Whenever I stir up the pot by writing about those who say they are ‘spiritual but not religious’ the combox fills up with the indignant comments from people who never actually address the points I make, but instead they stomp around in a self righteous air of high dudgeon defending themselves with sentimental arguments which usually end with “who are you to judge???’
Despite my admitted ignorance and arrogance, I do happen to be somewhat of a religious professional and if anybody might make a diagnosis on spiritual matters a priest might just be qualified to do so. The judgement might not be to one’s liking, but what if a doctor told you that smoking cigarettes and eating fast food non stop was bad for you and you ought to stop. You might not like it, and you might chortle on indignantly saying “Who are you to judge???” (Don’t forget to use lots of question marks and exclamation marks to make your point) but the doctor might just know what he’s talking about.

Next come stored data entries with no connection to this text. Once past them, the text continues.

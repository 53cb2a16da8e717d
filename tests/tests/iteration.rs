mod utils;
#[allow(unused)]
use utils::*;

use anyhow::Result;
use stampede::prelude::*;

#[tokio::test]
async fn batch_issues_three_requests_in_order() -> Result<()> {
    let (addr, state) = spawn_shop().await;
    let client = ShopClient::new(&target(addr))?;
    let session = setup(&client, &RetryPolicy::default()).await?;
    let log = CheckLog::new();

    let report = iteration(&client, &session, &log).await;

    assert_eq!(report.responses.len(), 3);
    assert!(report.info_ok);
    assert_eq!(log.counts(INFO_CHECK).passed, 1);

    // Responses map back to input order: info first, then buy, then the
    // transfer, regardless of completion order.
    let bodies: Vec<String> = report
        .responses
        .iter()
        .map(|r| r.as_ref().unwrap().body.clone())
        .collect();
    let info: serde_json::Value = serde_json::from_str(&bodies[0])?;
    assert!(info.get("coins").is_some());
    assert_eq!(serde_json::from_str::<serde_json::Value>(&bodies[1])?["status"], "success");
    assert_eq!(serde_json::from_str::<serde_json::Value>(&bodies[2])?["status"], "success");

    // The mock saw all three requests, each with the session's token.
    let seen = state.requests();
    assert_eq!(seen.len(), 3);
    assert!(seen.iter().all(|r| r.token == session.token()));
    let mut paths: Vec<&str> = seen.iter().map(|r| r.path.as_str()).collect();
    paths.sort_unstable();
    assert_eq!(paths, ["/api/buy/test-item", "/api/info", "/api/sendCoin"]);
    Ok(())
}

#[tokio::test]
async fn failed_info_check_is_recorded_not_fatal() -> Result<()> {
    let (addr, state) = spawn_shop().await;
    let client = ShopClient::new(&target(addr))?;
    let session = setup(&client, &RetryPolicy::default()).await?;
    let log = CheckLog::new();

    state.fail_next_info(1);
    let report = iteration(&client, &session, &log).await;
    assert!(!report.info_ok);
    assert_eq!(report.tally.error_count, 1);
    assert_eq!(report.tally.success_count, 2);

    // The next cycle is unaffected.
    let report = iteration(&client, &session, &log).await;
    assert!(report.info_ok);

    let counts = log.counts(INFO_CHECK);
    assert_eq!(counts.failed, 1);
    assert_eq!(counts.passed, 1);
    Ok(())
}

#[tokio::test]
async fn shop_rejects_requests_without_a_token() -> Result<()> {
    let (addr, _state) = spawn_shop().await;

    let res = reqwest::Client::new()
        .get(format!("http://{addr}/api/info"))
        .send()
        .await?;

    assert_eq!(res.status(), 401);
    Ok(())
}
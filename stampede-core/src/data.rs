use serde::{Deserialize, Serialize};
use serde_with::{serde_as, DurationSecondsWithFrac};
use std::time::Duration;

/// Aggregate request outcome counters.
#[derive(Clone, Debug, Default, Serialize, Deserialize)]
pub struct RequestTally {
    pub success_count: u64,
    pub error_count: u64,
}

impl RequestTally {
    pub fn record(&mut self, success: bool) {
        if success {
            self.success_count += 1;
        } else {
            self.error_count += 1;
        }
    }

    pub fn merge(&mut self, other: &RequestTally) {
        self.success_count += other.success_count;
        self.error_count += other.error_count;
    }

    pub fn total(&self) -> u64 {
        self.success_count + self.error_count
    }

    pub fn error_rate(&self) -> f64 {
        if self.total() == 0 {
            0.
        } else {
            self.error_count as f64 / self.total() as f64
        }
    }
}

/// Minimal aggregate statistics for a completed run.
///
/// `latency` is the observed value at the latency threshold's quantile, as
/// reported by the engine. More stats will be added over time.
#[serde_as]
#[derive(Clone, Debug, Serialize, Deserialize)]
pub struct RunSummary {
    pub iterations: u64,
    pub requests: RequestTally,
    #[serde_as(as = "DurationSecondsWithFrac")]
    pub latency: Duration,
}
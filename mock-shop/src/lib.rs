//! Mock of the coin-shop API for exercising the load workload.
//!
//! Mirrors the target's wire shapes: `/api/auth` mints bearer tokens,
//! `/api/info`, `/api/buy/{item}` and `/api/sendCoin` sit behind a bearer
//! guard, errors come back as `{"errors": ..}` and writes as
//! `{"status": "success"}`. Tests flip the fault knobs on [`ShopState`]
//! directly and read back the request log.
use axum::{
    debug_handler,
    extract::{Path, State},
    http::{header, HeaderMap, StatusCode},
    routing::{get, post},
    Json, Router,
};
use serde::{Deserialize, Serialize};
use std::collections::HashSet;
use std::net::SocketAddr;
use std::sync::{
    atomic::{AtomicU64, Ordering},
    Arc, RwLock,
};
use tracing::debug;

/// Shared server state, including the fault-injection knobs.
#[derive(Debug, Default)]
pub struct ShopState {
    tokens: RwLock<HashSet<String>>,
    token_seq: AtomicU64,
    auth_calls: AtomicU64,
    auth_failures: AtomicU64,
    info_failures: AtomicU64,
    log: RwLock<Vec<SeenRequest>>,
}

/// One authenticated request the mock observed.
#[derive(Clone, Debug)]
pub struct SeenRequest {
    pub path: String,
    pub token: String,
}

impl ShopState {
    pub fn new() -> Arc<Self> {
        Arc::new(Self::default())
    }

    /// Fail the next `n` calls to `/api/auth` with a 503.
    pub fn fail_next_auth(&self, n: u64) {
        self.auth_failures.store(n, Ordering::Relaxed);
    }

    /// Fail the next `n` calls to `/api/info` with a 500.
    pub fn fail_next_info(&self, n: u64) {
        self.info_failures.store(n, Ordering::Relaxed);
    }

    /// How many times `/api/auth` was called, failures included.
    pub fn auth_calls(&self) -> u64 {
        self.auth_calls.load(Ordering::Relaxed)
    }

    /// Authenticated requests in arrival order.
    pub fn requests(&self) -> Vec<SeenRequest> {
        self.log.read().unwrap().clone()
    }

    fn mint_token(&self, username: &str) -> String {
        let seq = self.token_seq.fetch_add(1, Ordering::Relaxed);
        format!("{username}-token-{seq}")
    }

    fn take_failure(counter: &AtomicU64) -> bool {
        counter
            .fetch_update(Ordering::Relaxed, Ordering::Relaxed, |n| n.checked_sub(1))
            .is_ok()
    }
}

pub fn app(state: Arc<ShopState>) -> Router {
    Router::new()
        .route("/api/auth", post(auth))
        .route("/api/info", get(info))
        .route("/api/buy/:item", get(buy))
        .route("/api/sendCoin", post(send_coin))
        .with_state(state)
}

pub async fn serve(listener: tokio::net::TcpListener, state: Arc<ShopState>) {
    axum::serve(listener, app(state)).await.unwrap();
}

pub async fn run(addr: SocketAddr, state: Arc<ShopState>) {
    let listener = tokio::net::TcpListener::bind(&addr).await.unwrap();
    serve(listener, state).await;
}

/** Wire shapes **/

#[derive(Deserialize)]
struct AuthRequest {
    username: String,
    password: String,
}

#[derive(Serialize)]
struct AuthResponse {
    token: String,
}

#[derive(Serialize)]
struct ErrorResponse {
    errors: String,
}

#[derive(Serialize)]
struct SuccessResponse {
    status: &'static str,
}

#[derive(Serialize)]
#[serde(rename_all = "camelCase")]
struct InfoResponse {
    coins: i64,
    inventory: Vec<InventoryItem>,
    coin_history: CoinHistory,
}

#[derive(Serialize)]
struct InventoryItem {
    r#type: String,
    quantity: i64,
}

#[derive(Serialize)]
struct CoinHistory {
    received: Vec<serde_json::Value>,
    sent: Vec<serde_json::Value>,
}

#[derive(Deserialize)]
#[serde(rename_all = "camelCase")]
struct TransferRequest {
    to_user: String,
    amount: i64,
}

type Rejection = (StatusCode, Json<ErrorResponse>);

fn error(status: StatusCode, message: &str) -> Rejection {
    (
        status,
        Json(ErrorResponse {
            errors: message.to_string(),
        }),
    )
}

/** Handlers **/

#[debug_handler]
async fn auth(
    State(state): State<Arc<ShopState>>,
    Json(req): Json<AuthRequest>,
) -> Result<Json<AuthResponse>, Rejection> {
    state.auth_calls.fetch_add(1, Ordering::Relaxed);

    if ShopState::take_failure(&state.auth_failures) {
        debug!("Injected auth failure");
        return Err(error(StatusCode::SERVICE_UNAVAILABLE, "service warming up"));
    }

    if req.username.is_empty() || req.password.is_empty() {
        return Err(error(StatusCode::BAD_REQUEST, "Invalid request body"));
    }

    let token = state.mint_token(&req.username);
    state.tokens.write().unwrap().insert(token.clone());
    Ok(Json(AuthResponse { token }))
}

#[debug_handler]
async fn info(
    State(state): State<Arc<ShopState>>,
    headers: HeaderMap,
) -> Result<Json<InfoResponse>, Rejection> {
    authorize(&state, &headers, "/api/info")?;

    if ShopState::take_failure(&state.info_failures) {
        debug!("Injected info failure");
        return Err(error(StatusCode::INTERNAL_SERVER_ERROR, "Failed to get user info"));
    }

    Ok(Json(InfoResponse {
        coins: 1000,
        inventory: vec![InventoryItem {
            r#type: "t-shirt".to_string(),
            quantity: 1,
        }],
        coin_history: CoinHistory {
            received: vec![],
            sent: vec![],
        },
    }))
}

#[debug_handler]
async fn buy(
    State(state): State<Arc<ShopState>>,
    Path(item): Path<String>,
    headers: HeaderMap,
) -> Result<Json<SuccessResponse>, Rejection> {
    authorize(&state, &headers, &format!("/api/buy/{item}"))?;

    if item.is_empty() {
        return Err(error(StatusCode::BAD_REQUEST, "Item name is required"));
    }

    Ok(Json(SuccessResponse { status: "success" }))
}

#[debug_handler]
async fn send_coin(
    State(state): State<Arc<ShopState>>,
    headers: HeaderMap,
    Json(req): Json<TransferRequest>,
) -> Result<Json<SuccessResponse>, Rejection> {
    authorize(&state, &headers, "/api/sendCoin")?;

    if req.to_user.is_empty() || req.amount < 1 {
        return Err(error(StatusCode::BAD_REQUEST, "Failed to transfer coins"));
    }

    Ok(Json(SuccessResponse { status: "success" }))
}

/// Bearer guard for the three authenticated routes. Logs the request on
/// success so tests can assert what the workload sent.
fn authorize(state: &ShopState, headers: &HeaderMap, path: &str) -> Result<(), Rejection> {
    let token = headers
        .get(header::AUTHORIZATION)
        .and_then(|v| v.to_str().ok())
        .and_then(|v| v.strip_prefix("Bearer "))
        .ok_or_else(|| error(StatusCode::UNAUTHORIZED, "Unauthorized"))?;

    if !state.tokens.read().unwrap().contains(token) {
        return Err(error(StatusCode::UNAUTHORIZED, "Invalid token"));
    }

    state.log.write().unwrap().push(SeenRequest {
        path: path.to_string(),
        token: token.to_string(),
    });
    Ok(())
}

This is one of the burdens the members of the clergy have to bear: people seem to know what’s best for them in the realm of religion in a way that they would not in any other. They know what hymns they want. They know how the youth group should be run, how the sermon should be delivered, what form of architecture the new church should have and just how to live their lives, and who is the priest to judge?

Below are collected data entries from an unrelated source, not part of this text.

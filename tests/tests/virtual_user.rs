mod utils;
#[allow(unused)]
use utils::*;

use anyhow::Result;
use stampede::prelude::*;
use std::time::Duration;
use tokio::sync::watch;
use tokio::time::sleep;

#[tokio::test]
async fn loops_until_shutdown() -> Result<()> {
    let (addr, _state) = spawn_shop().await;
    let client = ShopClient::new(&target(addr))?;
    let config = fast_workload();
    let log = CheckLog::new();
    let (tx, rx) = watch::channel(false);

    let user = run_virtual_user(&client, &config, &log, rx);
    let stopper = async {
        sleep(Duration::from_millis(150)).await;
        tx.send(true).unwrap();
    };
    let (report, ()) = tokio::join!(user, stopper);
    let report = report?;

    assert!(report.iterations >= 2);
    // One batch of three per iteration, one check per iteration.
    assert_eq!(report.tally.total(), report.iterations * 3);
    assert_eq!(log.counts(INFO_CHECK).total(), report.iterations);
    Ok(())
}

#[tokio::test]
async fn setup_failure_aborts_before_any_iteration() -> Result<()> {
    let (addr, state) = spawn_shop().await;
    state.fail_next_auth(u64::MAX);
    let client = ShopClient::new(&target(addr))?;
    let config = fast_workload();
    let log = CheckLog::new();
    let (_tx, rx) = watch::channel(false);

    let err = run_virtual_user(&client, &config, &log, rx)
        .await
        .unwrap_err();

    assert_eq!(err.attempts(), config.retry.max_attempts);
    assert!(state.requests().is_empty());
    assert_eq!(log.counts(INFO_CHECK).total(), 0);
    Ok(())
}

#[tokio::test]
async fn failed_check_does_not_stop_the_loop() -> Result<()> {
    let (addr, state) = spawn_shop().await;
    let client = ShopClient::new(&target(addr))?;
    let config = fast_workload();
    let log = CheckLog::new();
    let (tx, rx) = watch::channel(false);

    state.fail_next_info(1);
    let user = run_virtual_user(&client, &config, &log, rx);
    let stopper = async {
        sleep(Duration::from_millis(150)).await;
        tx.send(true).unwrap();
    };
    let (report, ()) = tokio::join!(user, stopper);
    let report = report?;

    assert!(report.iterations >= 2);
    let counts = log.counts(INFO_CHECK);
    assert_eq!(counts.failed, 1);
    assert!(counts.passed >= 1);
    Ok(())
}

#[tokio::test]
async fn dropped_engine_stops_the_loop() -> Result<()> {
    let (addr, _state) = spawn_shop().await;
    let client = ShopClient::new(&target(addr))?;
    let config = fast_workload();
    let log = CheckLog::new();
    let (tx, rx) = watch::channel(false);

    let user = run_virtual_user(&client, &config, &log, rx);
    let dropper = async {
        sleep(Duration::from_millis(60)).await;
        drop(tx);
    };
    let (report, ()) = tokio::join!(user, dropper);

    assert!(report?.iterations >= 1);
    Ok(())
}
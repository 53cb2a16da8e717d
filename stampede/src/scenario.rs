//! The workload itself: setup handshake, iteration batch, virtual-user loop.
use crate::checks::{self, CheckSink};
use crate::client::{AuthError, BatchResponse, RequestSpec, Session, ShopClient};
use crate::retry::{retry, RetryError};
use reqwest::StatusCode;
use stampede_core::{
    RequestTally, RetryPolicy, WorkloadConfig, BUY_ITEM, TRANSFER_AMOUNT, TRANSFER_RECIPIENT,
};
use tokio::sync::watch;
use tokio::time::sleep;
#[allow(unused_imports)]
use tracing::{debug, info, instrument, warn};

/// Check recorded against the info response on every iteration.
pub const INFO_CHECK: &str = "info status is 200";

/// Fatal: authentication did not succeed within the retry budget, so the
/// virtual user never starts iterating.
#[derive(Debug, thiserror::Error)]
#[error("setup failed: {0}")]
pub struct SetupError(#[from] RetryError<AuthError>);

impl SetupError {
    pub fn attempts(&self) -> u32 {
        self.0.attempts
    }
}

/// Authenticate once against the target, retrying on any failure. Transport
/// errors and non-success statuses both consume attempts.
#[instrument(skip_all)]
pub async fn setup(client: &ShopClient, policy: &RetryPolicy) -> Result<Session, SetupError> {
    let session = retry(policy, || client.authenticate()).await?;
    info!("Session token obtained");
    Ok(session)
}

/// Outcome of one iteration batch, responses in request order.
#[derive(Debug)]
pub struct IterationReport {
    pub responses: Vec<Result<BatchResponse, reqwest::Error>>,
    pub tally: RequestTally,
    pub info_ok: bool,
}

/// One cycle of the workload: the fixed three-request batch, then the info
/// check. The check result is recorded and never aborts the iteration; the
/// other responses are observed in the tally but not asserted.
#[instrument(skip_all)]
pub async fn iteration(
    client: &ShopClient,
    session: &Session,
    sink: &dyn CheckSink,
) -> IterationReport {
    let specs = [
        RequestSpec::info(),
        RequestSpec::buy(BUY_ITEM),
        RequestSpec::send_coin(TRANSFER_RECIPIENT, TRANSFER_AMOUNT),
    ];
    let responses = client.batch(session, &specs).await;

    let mut tally = RequestTally::default();
    for outcome in &responses {
        match outcome {
            Ok(res) if res.status.is_success() => tally.record(true),
            Ok(res) => {
                debug!(status = %res.status, "Request returned a failure status");
                tally.record(false);
            }
            Err(err) => {
                debug!("Request error: {err}");
                tally.record(false);
            }
        }
    }

    let info_ok = matches!(responses.first(), Some(Ok(res)) if res.status == StatusCode::OK);
    checks::record(sink, INFO_CHECK, info_ok);

    IterationReport {
        responses,
        tally,
        info_ok,
    }
}

/// What one virtual user did over its lifetime.
#[derive(Debug, Default)]
pub struct VirtualUserReport {
    pub iterations: u64,
    pub tally: RequestTally,
}

/// Drive one virtual user: authenticate once, then loop the iteration
/// workload with the configured pause until `shutdown` flips to true (or its
/// sender goes away).
#[instrument(skip_all)]
pub async fn run_virtual_user(
    client: &ShopClient,
    config: &WorkloadConfig,
    sink: &dyn CheckSink,
    mut shutdown: watch::Receiver<bool>,
) -> Result<VirtualUserReport, SetupError> {
    let session = setup(client, &config.retry).await?;

    let mut report = VirtualUserReport::default();
    while !*shutdown.borrow() {
        let outcome = iteration(client, &session, sink).await;
        report.iterations += 1;
        report.tally.merge(&outcome.tally);

        tokio::select! {
            _ = sleep(config.pause) => {}
            changed = shutdown.changed() => {
                if changed.is_err() {
                    break;
                }
            }
        }
    }

    info!(iterations = report.iterations, "Virtual user finished");
    Ok(report)
}
use mock_shop::ShopState;
use std::net::SocketAddr;
use tracing::info;
use tracing_subscriber::FmtSubscriber;

#[tokio::main]
async fn main() {
    FmtSubscriber::builder()
        .with_env_filter("mock_shop=debug")
        .init();

    let addr: SocketAddr = "0.0.0.0:8080".parse().unwrap();
    info!("Mock shop listening on {addr}");
    mock_shop::run(addr, ShopState::new()).await;
}
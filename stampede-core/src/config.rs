use crate::{
    DEFAULT_BASE_URL, DEFAULT_PASSWORD, DEFAULT_USERNAME, ITERATION_PAUSE, SETUP_ATTEMPTS,
    SETUP_RETRY_DELAY,
};
use serde::{Deserialize, Serialize};
use serde_with::{serde_as, DurationSecondsWithFrac};
use std::time::Duration;

/// Username/password pair used for the one-time authentication handshake.
#[derive(Clone, Debug, Serialize, Deserialize)]
pub struct Credentials {
    pub username: String,
    pub password: String,
}

impl Default for Credentials {
    fn default() -> Self {
        Self {
            username: DEFAULT_USERNAME.to_string(),
            password: DEFAULT_PASSWORD.to_string(),
        }
    }
}

/// Where the workload points and how it authenticates.
#[derive(Clone, Debug, Serialize, Deserialize)]
pub struct TargetConfig {
    pub base_url: String,
    #[serde(default)]
    pub credentials: Credentials,
}

impl TargetConfig {
    pub fn new(base_url: impl Into<String>) -> Self {
        Self {
            base_url: base_url.into(),
            credentials: Credentials::default(),
        }
    }
}

impl Default for TargetConfig {
    fn default() -> Self {
        Self::new(DEFAULT_BASE_URL)
    }
}

/// Bounded attempts with a uniform delay between failures.
#[serde_as]
#[derive(Clone, Copy, Debug, Serialize, Deserialize)]
pub struct RetryPolicy {
    pub max_attempts: u32,
    #[serde_as(as = "DurationSecondsWithFrac")]
    pub delay: Duration,
}

impl Default for RetryPolicy {
    fn default() -> Self {
        Self {
            max_attempts: SETUP_ATTEMPTS,
            delay: SETUP_RETRY_DELAY,
        }
    }
}

/// Per-virtual-user knobs: the setup retry budget and the pause between
/// iteration batches.
#[serde_as]
#[derive(Clone, Copy, Debug, Serialize, Deserialize)]
pub struct WorkloadConfig {
    #[serde(default)]
    pub retry: RetryPolicy,
    #[serde_as(as = "DurationSecondsWithFrac")]
    pub pause: Duration,
}

impl Default for WorkloadConfig {
    fn default() -> Self {
        Self {
            retry: RetryPolicy::default(),
            pause: ITERATION_PAUSE,
        }
    }
}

There is an underlying problem here which is the assumed relativism of our culture. It is every man for himself and we all know best. Except of course when we need a car mechanic or open heart surgery. We trust the doctor, the computer geek and the engineer to fix what’s wrong.
Why not trust the priest sometimes too? Lord knows we’re often an incompetent and confused and unprofessional lot of fellows–but sometimes we do actually know what we’re talking about.
That being said, there are plenty of reasons that people may not trust a priest. There have been too many headlines about too many priests who have proved untrustworthy. There have been too many examples of not only priests, but pastors and religious leaders who have let everyone down. So why trust a priest? He might know what he’s talking about. He may be a professional in his field, but even that is not enough.
This actually liberates both the priest and the one he is ‘judging’. If the priest has to make a difficult call in a pastoral, moral or theological circumstance he can and should rightly say, “This is not my opinion. This is not my idea. It is simply the teaching of the Church.” As such, that judgement can be as objective and un-sentimental as the judgement of a judge handing down a sentence or ruling on a point of law. It’s in the book. He can quote chapter and verse and he may dislike the judgement personally as much as the person he is judging.
This objectivity is what those who disagree with the Catholic Church on moral teachings find so objectionable and difficult to understand. If a Catholic priest says to a couple who are married outside church law that they should not present themselves for communion (for example) they may huff and puff and blame him for being judgmental–but he is simply stating the teaching of the church. If a Catholic priest says (for example) that abortion is wrong he can do so with an objectivity that frees him from sentimental judgments or personal opinions.
So the answer to the question, “Who are you to judge???” is “It’s not me who’s judging. It’s Christ’s Church.”